<<<<

use std::path::PathBuf;

use eframe::egui;
use image::DynamicImage;

use crate::clipboard;
use crate::editor::{Editor, Hit, PointerEvent};
use crate::export;
use crate::load;
use crate::model::Rgb;

/// Side of a checkerboard square, in points.
const CHECKER_SIZE: f32 = 10.0;
/// Half-length of the corner cross markers on the active area.
const CORNER_MARK: f32 = 5.0;
const TOAST_SECONDS: f64 = 3.0;

const TOAST_OK: egui::Color32 = egui::Color32::from_rgb(0x00, 0x7b, 0xff);
const TOAST_ERR: egui::Color32 = egui::Color32::from_rgb(0xdc, 0x35, 0x45);

struct Toast {
    text: String,
    color: egui::Color32,
    expires_at: f64,
}

pub struct AreaEditApp {
    editor: Editor,
    /// Cached export text, refreshed after every mutation.
    coords: String,

    image: Option<DynamicImage>,
    texture: Option<egui::TextureHandle>,
    /// Reset the area list on the next frame, once the canvas has been
    /// fitted to the live container size.
    pending_reset: bool,

    /// How many areas have ever been created, for color assignment.
    created_areas: usize,
    toast: Option<Toast>,
}

impl AreaEditApp {
    pub fn new(image_path: Option<PathBuf>) -> Self {
        let mut app = Self {
            editor: Editor::new(),
            coords: String::new(),
            image: None,
            texture: None,
            pending_reset: false,
            created_areas: 1,
            toast: None,
        };
        app.refresh_coords();
        if let Some(path) = image_path {
            match load::open_image(&path) {
                Ok(img) => app.install_image(img),
                Err(err) => log::warn!("could not open {}: {err}", path.display()),
            }
        }
        app
    }

    fn refresh_coords(&mut self) {
        self.coords = export::coordinates_text(&self.editor);
    }

    fn show_toast(&mut self, ctx: &egui::Context, text: impl Into<String>, color: egui::Color32) {
        self.toast = Some(Toast {
            text: text.into(),
            color,
            expires_at: ctx.input(|i| i.time) + TOAST_SECONDS,
        });
    }

    /// Take a freshly decoded image into the editor: store it, drop the old
    /// texture, and schedule a canvas refit + area reset for the next frame.
    fn install_image(&mut self, img: DynamicImage) {
        log::info!("loaded image {}x{}", img.width(), img.height());
        self.editor
            .set_image(egui::Vec2::new(img.width() as f32, img.height() as f32));
        // Areas reset only on the first load; replacing the image keeps the
        // current geometry, rescaled to the new canvas.
        if self.image.is_none() {
            self.pending_reset = true;
        }
        self.image = Some(img);
        self.texture = None;
    }

    fn open_via_dialog(&mut self, ctx: &egui::Context) {
        let picked = rfd::FileDialog::new()
            .add_filter("Images", &["png", "jpg", "jpeg", "gif", "webp", "bmp"])
            .pick_file();
        if let Some(path) = picked {
            match load::open_image(&path) {
                Ok(img) => self.install_image(img),
                Err(err) => {
                    log::warn!("could not open {}: {err}", path.display());
                    self.show_toast(ctx, format!("Could not open image: {err}"), TOAST_ERR);
                }
            }
        }
    }

    fn ensure_texture(&mut self, ctx: &egui::Context) {
        if self.texture.is_some() {
            return;
        }
        if let Some(ref img) = self.image {
            let rgba = img.to_rgba8();
            let size = [rgba.width() as usize, rgba.height() as usize];
            let pixels = rgba.as_flat_samples();
            let color_image = egui::ColorImage::from_rgba_unmultiplied(size, pixels.as_slice());
            self.texture =
                Some(ctx.load_texture("image", color_image, egui::TextureOptions::LINEAR));
        }
    }

    fn copy_coordinates(&mut self, ctx: &egui::Context) {
        match clipboard::copy_text(&self.coords) {
            Ok(()) => self.show_toast(ctx, "Copied!", TOAST_OK),
            Err(err) => {
                log::warn!("clipboard copy failed: {err}");
                self.show_toast(ctx, "Copy failed.", TOAST_ERR);
            }
        }
    }

    /// Image input that arrives outside the toolbar: OS drag-drop and
    /// Ctrl+V of a clipboard image.
    fn handle_incoming_images(&mut self, ctx: &egui::Context) {
        let dropped = ctx.input(|i| i.raw.dropped_files.clone());
        if let Some(file) = dropped.first() {
            let decoded = if let Some(path) = &file.path {
                load::open_image(path)
            } else if let Some(bytes) = &file.bytes {
                load::decode_bytes(bytes)
            } else {
                return;
            };
            match decoded {
                Ok(img) => self.install_image(img),
                Err(err) => {
                    log::warn!("dropped file rejected: {err}");
                    self.show_toast(ctx, format!("Could not open image: {err}"), TOAST_ERR);
                }
            }
        }

        let paste = ctx.input(|i| i.modifiers.command && i.key_pressed(egui::Key::V));
        if paste {
            if let Some(rgba) = clipboard::paste_image() {
                self.install_image(DynamicImage::ImageRgba8(rgba));
            }
        }
    }

    // ── Canvas ──────────────────────────────────────────────────────────────

    fn draw_checkerboard(&self, painter: &egui::Painter, canvas_rect: egui::Rect) {
        painter.rect_filled(canvas_rect, 0.0, egui::Color32::from_rgb(0xcc, 0xcc, 0xcc));
        let mut yi = 0usize;
        let mut y = canvas_rect.min.y;
        while y < canvas_rect.max.y {
            let mut xi = 0usize;
            let mut x = canvas_rect.min.x;
            while x < canvas_rect.max.x {
                if (xi + yi) % 2 == 0 {
                    let square = egui::Rect::from_min_size(
                        egui::pos2(x, y),
                        egui::vec2(CHECKER_SIZE, CHECKER_SIZE),
                    )
                    .intersect(canvas_rect);
                    painter.rect_filled(square, 0.0, egui::Color32::WHITE);
                }
                x += CHECKER_SIZE;
                xi += 1;
            }
            y += CHECKER_SIZE;
            yi += 1;
        }
    }

    fn draw_areas(&self, painter: &egui::Painter, canvas_rect: egui::Rect) {
        let canvas = self.editor.canvas_size();
        let to_screen = |p: egui::Pos2| canvas_rect.min + p.to_vec2();

        for (index, area) in self.editor.areas().iter().enumerate() {
            let points: Vec<egui::Pos2> =
                area.corners.iter().map(|c| to_screen(c.pos)).collect();
            let outline = egui::Stroke::new(2.0, area.color.outline());

            painter.add(egui::Shape::convex_polygon(
                points.clone(),
                area.color.fill(),
                egui::Stroke::NONE,
            ));

            if area.background {
                // Redraw the image clipped to the quad so the fill sits
                // behind it, then outline on top.
                if let Some(tex) = &self.texture {
                    let mut mesh = egui::Mesh::with_texture(tex.id());
                    for corner in &area.corners {
                        mesh.vertices.push(egui::epaint::Vertex {
                            pos: to_screen(corner.pos),
                            uv: egui::pos2(corner.pos.x / canvas.x, corner.pos.y / canvas.y),
                            color: egui::Color32::WHITE,
                        });
                    }
                    mesh.indices.extend_from_slice(&[0, 1, 2, 0, 2, 3]);
                    painter.add(egui::Shape::mesh(mesh));
                }
            }

            painter.add(egui::Shape::closed_line(points, outline));

            if index == self.editor.active_index() {
                let marker = egui::Stroke::new(1.0, egui::Color32::RED);
                for corner in &area.corners {
                    let p = to_screen(corner.pos);
                    painter.line_segment(
                        [
                            egui::pos2(p.x - CORNER_MARK, p.y),
                            egui::pos2(p.x + CORNER_MARK, p.y),
                        ],
                        marker,
                    );
                    painter.line_segment(
                        [
                            egui::pos2(p.x, p.y - CORNER_MARK),
                            egui::pos2(p.x, p.y + CORNER_MARK),
                        ],
                        marker,
                    );
                }
            }
        }
    }

    /// Map raw pointer state onto the editor's event stream. Mouse and touch
    /// arrive through the same egui pointer abstraction.
    fn handle_canvas_input(
        &mut self,
        ctx: &egui::Context,
        canvas_rect: egui::Rect,
        response: &egui::Response,
    ) {
        let (pressed, down, released, pos, time) = ctx.input(|i| {
            (
                i.pointer.primary_pressed(),
                i.pointer.primary_down(),
                i.pointer.primary_released(),
                i.pointer.latest_pos(),
                i.time,
            )
        });

        let to_canvas =
            |p: egui::Pos2| egui::pos2(p.x - canvas_rect.min.x, p.y - canvas_rect.min.y);

        let mut changed = false;
        match pos {
            Some(p) if canvas_rect.contains(p) => {
                let canvas_pos = to_canvas(p);
                // `hovered` is false when a popup occludes the canvas, so a
                // press there never starts a drag.
                if pressed && response.hovered() {
                    changed |= self
                        .editor
                        .dispatch(PointerEvent::Down { pos: canvas_pos, time });
                } else if down && self.editor.is_dragging() {
                    changed |= self.editor.dispatch(PointerEvent::Moved { pos: canvas_pos });
                }
                if released {
                    changed |= self.editor.dispatch(PointerEvent::Up);
                }
                // Cursor feedback mirrors the drag a press would start.
                if !self.editor.is_dragging() && response.hovered() {
                    let icon = match self.editor.hit_test(canvas_pos) {
                        Hit::Body => egui::CursorIcon::Move,
                        Hit::Corner(_) => egui::CursorIcon::Crosshair,
                    };
                    ctx.set_cursor_icon(icon);
                }
            }
            _ => {
                // Pointer left the canvas: any drag in progress ends.
                if self.editor.is_dragging() {
                    changed |= self.editor.dispatch(PointerEvent::Up);
                }
            }
        }
        if changed {
            self.refresh_coords();
        }
    }

    fn draw_toast(&mut self, ctx: &egui::Context) {
        let now = ctx.input(|i| i.time);
        if self.toast.as_ref().is_some_and(|t| now > t.expires_at) {
            self.toast = None;
        }
        let Some(toast) = &self.toast else { return };
        egui::Area::new(egui::Id::new("toast"))
            .anchor(egui::Align2::RIGHT_BOTTOM, egui::vec2(-16.0, -16.0))
            .order(egui::Order::Foreground)
            .show(ctx, |ui| {
                egui::Frame::popup(ui.style())
                    .fill(toast.color)
                    .show(ui, |ui| {
                        ui.label(egui::RichText::new(&toast.text).color(egui::Color32::WHITE));
                    });
            });
        // Keep repainting so the toast expires without further input.
        ctx.request_repaint();
    }
}

impl eframe::App for AreaEditApp {
    fn update(&mut self, ctx: &egui::Context, _frame: &mut eframe::Frame) {
        self.ensure_texture(ctx);
        self.handle_incoming_images(ctx);

        egui::TopBottomPanel::top("toolbar").show(ctx, |ui| {
            ui.horizontal(|ui| {
                if ui.button("Open image…").clicked() {
                    self.open_via_dialog(ctx);
                }
                ui.separator();

                let active = self.editor.active_index();
                let mut selected = active;
                egui::ComboBox::from_id_salt("area_selector")
                    .selected_text(format!("Area {}", active + 1))
                    .show_ui(ui, |ui| {
                        for i in 0..self.editor.areas().len() {
                            ui.selectable_value(&mut selected, i, format!("Area {}", i + 1));
                        }
                    });
                if selected != active {
                    self.editor.set_active(selected);
                }

                if ui.button("Add area").clicked() {
                    let color = Rgb::for_area(self.created_areas);
                    self.created_areas += 1;
                    self.editor.add_area(color);
                    self.refresh_coords();
                }
                if ui.button("Remove").clicked() && self.editor.remove_active() {
                    self.refresh_coords();
                }
                ui.separator();

                let mut background = self.editor.active_area().background;
                if ui.checkbox(&mut background, "Background").changed() {
                    self.editor.toggle_background();
                    self.refresh_coords();
                }

                ui.label("Source:");
                let mut source = self.editor.active_area().source_id;
                if ui
                    .add(egui::DragValue::new(&mut source).range(1..=999))
                    .changed()
                {
                    self.editor.set_source_id(source);
                    self.refresh_coords();
                }
                ui.separator();

                if ui.button("Reset").clicked() {
                    self.editor.reset();
                    self.created_areas = 1;
                    self.refresh_coords();
                }
                if ui.button("Copy coordinates").clicked() {
                    self.copy_coordinates(ctx);
                }
            });
        });

        egui::TopBottomPanel::bottom("coordinates").show(ctx, |ui| {
            ui.add_space(4.0);
            ui.label(egui::RichText::new(&self.coords).monospace().weak());
            ui.add_space(4.0);
        });

        egui::CentralPanel::default().show(ctx, |ui| {
            let (response, painter) =
                ui.allocate_painter(ui.available_size(), egui::Sense::click_and_drag());
            let container = response.rect;

            if self.editor.fit_to(container.size()) {
                self.refresh_coords();
            }
            if self.pending_reset {
                self.pending_reset = false;
                self.editor.reset();
                self.created_areas = 1;
                self.refresh_coords();
            }

            let canvas_rect =
                egui::Rect::from_center_size(container.center(), self.editor.canvas_size());

            self.draw_checkerboard(&painter, canvas_rect);
            if let Some(tex) = &self.texture {
                painter.image(
                    tex.id(),
                    canvas_rect,
                    egui::Rect::from_min_max(egui::pos2(0.0, 0.0), egui::pos2(1.0, 1.0)),
                    egui::Color32::WHITE,
                );
            }
            self.draw_areas(&painter, canvas_rect);

            self.handle_canvas_input(ctx, canvas_rect, &response);
        });

        self.draw_toast(ctx);
    }
}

>>>>

## To do
Return every line of the material in which the word "decoded" is found.

## Response to this task
    /// Take a freshly decoded image into the editor: store it, drop the old
            let decoded = if let Some(path) = &file.path {
            match decoded {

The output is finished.